Without leaving out a single line, copy the records exactly.

Collected data:
────────────────────────────────────────
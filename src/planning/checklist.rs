/// Above this risk percentage the checklist leads with a caution.
pub const CHECKLIST_RISK_THRESHOLD: f64 = 3.0;

const REMINDERS: [&str; 5] = [
    "Risk/reward ratio appears acceptable for this setup.",
    "Entry point aligns with your pre-defined strategy rules.",
    "Market conditions are favorable for this type of trade.",
    "Do not move your stop-loss further away once in the trade.",
    "Consider your emotional state. Are you trading out of FOMO or discipline?",
];

pub fn pre_trade_checklist(risk_percent: f64) -> Vec<String> {
    let lead = if risk_percent > CHECKLIST_RISK_THRESHOLD {
        "Risk per trade is above the recommended 3% threshold. Proceed with caution."
    } else {
        "Risk per trade is within your acceptable range."
    };

    std::iter::once(lead)
        .chain(REMINDERS)
        .map(str::to_string)
        .collect()
}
────────────────────────────────────────
REPLY:
filename src/planning/checklist.rs
/// Above this risk percentage the checklist leads with a caution.
pub const CHECKLIST_RISK_THRESHOLD: f64 = 3.0;

const REMINDERS: [&str; 5] = [
    "Risk/reward ratio appears acceptable for this setup.",
    "Entry point aligns with your pre-defined strategy rules.",
    "Market conditions are favorable for this type of trade.",
    "Do not move your stop-loss further away once in the trade.",
    "Consider your emotional state. Are you trading out of FOMO or discipline?",
];

pub fn pre_trade_checklist(risk_percent: f64) -> Vec<String> {
    let lead = if risk_percent > CHECKLIST_RISK_THRESHOLD {
        "Risk per trade is above the recommended 3% threshold. Proceed with caution."
    } else {
        "Risk per trade is within your acceptable range."
    };

    std::iter::once(lead)
        .chain(REMINDERS)
        .map(str::to_string)
        .collect()
}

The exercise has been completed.